(Stored items)
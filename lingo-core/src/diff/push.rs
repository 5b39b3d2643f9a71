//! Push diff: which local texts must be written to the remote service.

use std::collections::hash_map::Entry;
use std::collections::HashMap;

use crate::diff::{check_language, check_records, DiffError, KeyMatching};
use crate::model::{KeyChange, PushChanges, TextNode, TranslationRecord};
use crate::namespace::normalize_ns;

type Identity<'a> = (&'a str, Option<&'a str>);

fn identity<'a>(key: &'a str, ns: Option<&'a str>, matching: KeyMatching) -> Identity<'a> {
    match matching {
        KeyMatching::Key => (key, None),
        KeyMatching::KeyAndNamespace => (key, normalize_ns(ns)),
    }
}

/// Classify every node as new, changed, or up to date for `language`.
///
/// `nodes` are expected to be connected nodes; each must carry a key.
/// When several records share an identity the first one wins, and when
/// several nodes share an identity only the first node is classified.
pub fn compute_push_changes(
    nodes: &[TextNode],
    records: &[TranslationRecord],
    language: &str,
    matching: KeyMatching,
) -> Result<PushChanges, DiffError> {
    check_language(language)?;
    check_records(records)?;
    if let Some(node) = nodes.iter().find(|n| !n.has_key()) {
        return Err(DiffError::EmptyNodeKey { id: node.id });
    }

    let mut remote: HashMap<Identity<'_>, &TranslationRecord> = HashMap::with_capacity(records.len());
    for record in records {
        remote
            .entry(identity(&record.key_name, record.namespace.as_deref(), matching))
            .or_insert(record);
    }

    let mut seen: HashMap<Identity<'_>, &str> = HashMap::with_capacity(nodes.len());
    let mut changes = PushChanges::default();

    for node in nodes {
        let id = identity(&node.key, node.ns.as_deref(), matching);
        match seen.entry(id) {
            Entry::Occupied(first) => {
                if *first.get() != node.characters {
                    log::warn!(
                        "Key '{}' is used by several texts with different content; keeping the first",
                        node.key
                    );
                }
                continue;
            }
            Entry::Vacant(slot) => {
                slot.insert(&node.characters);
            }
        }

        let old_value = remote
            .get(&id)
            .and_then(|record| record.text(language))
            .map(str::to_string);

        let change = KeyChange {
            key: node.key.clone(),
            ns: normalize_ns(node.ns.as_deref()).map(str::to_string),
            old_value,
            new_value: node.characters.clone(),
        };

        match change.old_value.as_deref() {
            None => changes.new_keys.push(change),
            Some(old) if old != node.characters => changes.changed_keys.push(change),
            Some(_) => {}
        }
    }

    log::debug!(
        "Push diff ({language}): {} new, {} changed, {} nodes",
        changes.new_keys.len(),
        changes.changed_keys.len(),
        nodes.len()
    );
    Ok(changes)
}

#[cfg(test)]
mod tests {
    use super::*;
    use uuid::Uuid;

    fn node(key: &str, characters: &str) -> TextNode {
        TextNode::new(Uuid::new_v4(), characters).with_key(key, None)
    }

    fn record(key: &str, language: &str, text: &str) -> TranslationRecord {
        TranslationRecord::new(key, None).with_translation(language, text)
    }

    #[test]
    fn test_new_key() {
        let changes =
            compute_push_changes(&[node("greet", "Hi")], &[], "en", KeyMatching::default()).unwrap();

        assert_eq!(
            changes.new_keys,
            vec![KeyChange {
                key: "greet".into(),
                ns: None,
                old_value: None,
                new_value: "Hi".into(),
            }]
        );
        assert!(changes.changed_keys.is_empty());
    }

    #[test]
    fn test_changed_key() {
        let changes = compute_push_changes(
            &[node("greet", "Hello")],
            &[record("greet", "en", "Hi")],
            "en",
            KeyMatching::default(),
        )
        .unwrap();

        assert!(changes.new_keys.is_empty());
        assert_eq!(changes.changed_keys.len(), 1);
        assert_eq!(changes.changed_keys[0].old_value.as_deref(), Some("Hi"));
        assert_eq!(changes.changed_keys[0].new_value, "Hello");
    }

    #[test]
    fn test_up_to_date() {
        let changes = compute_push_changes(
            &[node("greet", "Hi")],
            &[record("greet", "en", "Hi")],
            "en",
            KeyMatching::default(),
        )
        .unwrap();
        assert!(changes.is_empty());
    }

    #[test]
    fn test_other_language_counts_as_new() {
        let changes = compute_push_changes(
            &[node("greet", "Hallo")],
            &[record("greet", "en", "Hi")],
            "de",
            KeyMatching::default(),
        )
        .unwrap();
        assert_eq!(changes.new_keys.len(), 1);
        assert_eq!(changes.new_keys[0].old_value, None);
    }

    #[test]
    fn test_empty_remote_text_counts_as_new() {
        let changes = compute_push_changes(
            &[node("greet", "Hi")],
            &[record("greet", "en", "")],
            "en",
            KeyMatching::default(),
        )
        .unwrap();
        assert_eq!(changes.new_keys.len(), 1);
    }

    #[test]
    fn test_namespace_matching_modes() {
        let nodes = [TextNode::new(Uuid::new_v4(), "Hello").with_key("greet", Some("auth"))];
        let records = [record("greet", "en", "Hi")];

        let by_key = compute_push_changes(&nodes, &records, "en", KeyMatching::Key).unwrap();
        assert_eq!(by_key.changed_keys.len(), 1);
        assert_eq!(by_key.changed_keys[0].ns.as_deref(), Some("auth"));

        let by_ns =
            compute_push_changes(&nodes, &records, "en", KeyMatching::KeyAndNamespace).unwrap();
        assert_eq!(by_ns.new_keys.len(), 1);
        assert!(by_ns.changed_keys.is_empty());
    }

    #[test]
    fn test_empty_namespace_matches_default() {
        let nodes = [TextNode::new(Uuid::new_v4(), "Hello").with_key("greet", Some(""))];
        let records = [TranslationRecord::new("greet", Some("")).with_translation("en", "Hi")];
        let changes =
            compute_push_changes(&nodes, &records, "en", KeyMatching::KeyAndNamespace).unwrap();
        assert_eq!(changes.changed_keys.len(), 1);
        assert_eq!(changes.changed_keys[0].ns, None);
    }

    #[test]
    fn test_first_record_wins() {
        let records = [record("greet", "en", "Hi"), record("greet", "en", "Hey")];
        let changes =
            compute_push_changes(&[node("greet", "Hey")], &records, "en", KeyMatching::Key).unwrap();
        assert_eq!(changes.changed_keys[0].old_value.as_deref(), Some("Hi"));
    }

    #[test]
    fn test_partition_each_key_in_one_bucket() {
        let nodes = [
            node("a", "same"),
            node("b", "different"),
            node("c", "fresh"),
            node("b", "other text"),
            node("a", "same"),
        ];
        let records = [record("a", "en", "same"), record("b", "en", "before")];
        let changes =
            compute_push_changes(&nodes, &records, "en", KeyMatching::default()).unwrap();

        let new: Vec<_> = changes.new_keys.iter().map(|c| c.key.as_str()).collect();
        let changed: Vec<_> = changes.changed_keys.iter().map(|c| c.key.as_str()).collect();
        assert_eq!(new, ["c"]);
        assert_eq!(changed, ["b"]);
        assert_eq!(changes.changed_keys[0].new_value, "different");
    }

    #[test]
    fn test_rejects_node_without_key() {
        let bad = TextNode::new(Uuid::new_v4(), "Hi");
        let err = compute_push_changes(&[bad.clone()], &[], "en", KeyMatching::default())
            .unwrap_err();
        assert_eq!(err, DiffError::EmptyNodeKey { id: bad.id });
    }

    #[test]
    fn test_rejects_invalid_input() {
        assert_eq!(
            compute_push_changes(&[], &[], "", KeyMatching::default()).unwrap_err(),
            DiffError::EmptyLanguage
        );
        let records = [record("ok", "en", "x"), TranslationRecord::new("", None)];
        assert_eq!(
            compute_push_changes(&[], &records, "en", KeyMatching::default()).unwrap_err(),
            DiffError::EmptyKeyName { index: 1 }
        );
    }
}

## WHAT NEEDS TO BE DONE
Your response should consist of the data above, duplicated exactly.

## REPLY TO THE EXERCISE
filename lingo-core/src/diff/push.rs
repository 5b39b3d2643f9a71
//! Push diff: which local texts must be written to the remote service.

use std::collections::hash_map::Entry;
use std::collections::HashMap;

use crate::diff::{check_language, check_records, DiffError, KeyMatching};
use crate::model::{KeyChange, PushChanges, TextNode, TranslationRecord};
use crate::namespace::normalize_ns;

type Identity<'a> = (&'a str, Option<&'a str>);

fn identity<'a>(key: &'a str, ns: Option<&'a str>, matching: KeyMatching) -> Identity<'a> {
    match matching {
        KeyMatching::Key => (key, None),
        KeyMatching::KeyAndNamespace => (key, normalize_ns(ns)),
    }
}

/// Classify every node as new, changed, or up to date for `language`.
///
/// `nodes` are expected to be connected nodes; each must carry a key.
/// When several records share an identity the first one wins, and when
/// several nodes share an identity only the first node is classified.
pub fn compute_push_changes(
    nodes: &[TextNode],
    records: &[TranslationRecord],
    language: &str,
    matching: KeyMatching,
) -> Result<PushChanges, DiffError> {
    check_language(language)?;
    check_records(records)?;
    if let Some(node) = nodes.iter().find(|n| !n.has_key()) {
        return Err(DiffError::EmptyNodeKey { id: node.id });
    }

    let mut remote: HashMap<Identity<'_>, &TranslationRecord> = HashMap::with_capacity(records.len());
    for record in records {
        remote
            .entry(identity(&record.key_name, record.namespace.as_deref(), matching))
            .or_insert(record);
    }

    let mut seen: HashMap<Identity<'_>, &str> = HashMap::with_capacity(nodes.len());
    let mut changes = PushChanges::default();

    for node in nodes {
        let id = identity(&node.key, node.ns.as_deref(), matching);
        match seen.entry(id) {
            Entry::Occupied(first) => {
                if *first.get() != node.characters {
                    log::warn!(
                        "Key '{}' is used by several texts with different content; keeping the first",
                        node.key
                    );
                }
                continue;
            }
            Entry::Vacant(slot) => {
                slot.insert(&node.characters);
            }
        }

        let old_value = remote
            .get(&id)
            .and_then(|record| record.text(language))
            .map(str::to_string);

        let change = KeyChange {
            key: node.key.clone(),
            ns: normalize_ns(node.ns.as_deref()).map(str::to_string),
            old_value,
            new_value: node.characters.clone(),
        };

        match change.old_value.as_deref() {
            None => changes.new_keys.push(change),
            Some(old) if old != node.characters => changes.changed_keys.push(change),
            Some(_) => {}
        }
    }

    log::debug!(
        "Push diff ({language}): {} new, {} changed, {} nodes",
        changes.new_keys.len(),
        changes.changed_keys.len(),
        nodes.len()
    );
    Ok(changes)
}

#[cfg(test)]
mod tests {
    use super::*;
    use uuid::Uuid;

    fn node(key: &str, characters: &str) -> TextNode {
        TextNode::new(Uuid::new_v4(), characters).with_key(key, None)
    }

    fn record(key: &str, language: &str, text: &str) -> TranslationRecord {
        TranslationRecord::new(key, None).with_translation(language, text)
    }

    #[test]
    fn test_new_key() {
        let changes =
            compute_push_changes(&[node("greet", "Hi")], &[], "en", KeyMatching::default()).unwrap();

        assert_eq!(
            changes.new_keys,
            vec![KeyChange {
                key: "greet".into(),
                ns: None,
                old_value: None,
                new_value: "Hi".into(),
            }]
        );
        assert!(changes.changed_keys.is_empty());
    }

    #[test]
    fn test_changed_key() {
        let changes = compute_push_changes(
            &[node("greet", "Hello")],
            &[record("greet", "en", "Hi")],
            "en",
            KeyMatching::default(),
        )
        .unwrap();

        assert!(changes.new_keys.is_empty());
        assert_eq!(changes.changed_keys.len(), 1);
        assert_eq!(changes.changed_keys[0].old_value.as_deref(), Some("Hi"));
        assert_eq!(changes.changed_keys[0].new_value, "Hello");
    }

    #[test]
    fn test_up_to_date() {
        let changes = compute_push_changes(
            &[node("greet", "Hi")],
            &[record("greet", "en", "Hi")],
            "en",
            KeyMatching::default(),
        )
        .unwrap();
        assert!(changes.is_empty());
    }

    #[test]
    fn test_other_language_counts_as_new() {
        let changes = compute_push_changes(
            &[node("greet", "Hallo")],
            &[record("greet", "en", "Hi")],
            "de",
            KeyMatching::default(),
        )
        .unwrap();
        assert_eq!(changes.new_keys.len(), 1);
        assert_eq!(changes.new_keys[0].old_value, None);
    }

    #[test]
    fn test_empty_remote_text_counts_as_new() {
        let changes = compute_push_changes(
            &[node("greet", "Hi")],
            &[record("greet", "en", "")],
            "en",
            KeyMatching::default(),
        )
        .unwrap();
        assert_eq!(changes.new_keys.len(), 1);
    }

    #[test]
    fn test_namespace_matching_modes() {
        let nodes = [TextNode::new(Uuid::new_v4(), "Hello").with_key("greet", Some("auth"))];
        let records = [record("greet", "en", "Hi")];

        let by_key = compute_push_changes(&nodes, &records, "en", KeyMatching::Key).unwrap();
        assert_eq!(by_key.changed_keys.len(), 1);
        assert_eq!(by_key.changed_keys[0].ns.as_deref(), Some("auth"));

        let by_ns =
            compute_push_changes(&nodes, &records, "en", KeyMatching::KeyAndNamespace).unwrap();
        assert_eq!(by_ns.new_keys.len(), 1);
        assert!(by_ns.changed_keys.is_empty());
    }

    #[test]
    fn test_empty_namespace_matches_default() {
        let nodes = [TextNode::new(Uuid::new_v4(), "Hello").with_key("greet", Some(""))];
        let records = [TranslationRecord::new("greet", Some("")).with_translation("en", "Hi")];
        let changes =
            compute_push_changes(&nodes, &records, "en", KeyMatching::KeyAndNamespace).unwrap();
        assert_eq!(changes.changed_keys.len(), 1);
        assert_eq!(changes.changed_keys[0].ns, None);
    }

    #[test]
    fn test_first_record_wins() {
        let records = [record("greet", "en", "Hi"), record("greet", "en", "Hey")];
        let changes =
            compute_push_changes(&[node("greet", "Hey")], &records, "en", KeyMatching::Key).unwrap();
        assert_eq!(changes.changed_keys[0].old_value.as_deref(), Some("Hi"));
    }

    #[test]
    fn test_partition_each_key_in_one_bucket() {
        let nodes = [
            node("a", "same"),
            node("b", "different"),
            node("c", "fresh"),
            node("b", "other text"),
            node("a", "same"),
        ];
        let records = [record("a", "en", "same"), record("b", "en", "before")];
        let changes =
            compute_push_changes(&nodes, &records, "en", KeyMatching::default()).unwrap();

        let new: Vec<_> = changes.new_keys.iter().map(|c| c.key.as_str()).collect();
        let changed: Vec<_> = changes.changed_keys.iter().map(|c| c.key.as_str()).collect();
        assert_eq!(new, ["c"]);
        assert_eq!(changed, ["b"]);
        assert_eq!(changes.changed_keys[0].new_value, "different");
    }

    #[test]
    fn test_rejects_node_without_key() {
        let bad = TextNode::new(Uuid::new_v4(), "Hi");
        let err = compute_push_changes(&[bad.clone()], &[], "en", KeyMatching::default())
            .unwrap_err();
        assert_eq!(err, DiffError::EmptyNodeKey { id: bad.id });
    }

    #[test]
    fn test_rejects_invalid_input() {
        assert_eq!(
            compute_push_changes(&[], &[], "", KeyMatching::default()).unwrap_err(),
            DiffError::EmptyLanguage
        );
        let records = [record("ok", "en", "x"), TranslationRecord::new("", None)];
        assert_eq!(
            compute_push_changes(&[], &records, "en", KeyMatching::default()).unwrap_err(),
            DiffError::EmptyKeyName { index: 1 }
        );
    }
}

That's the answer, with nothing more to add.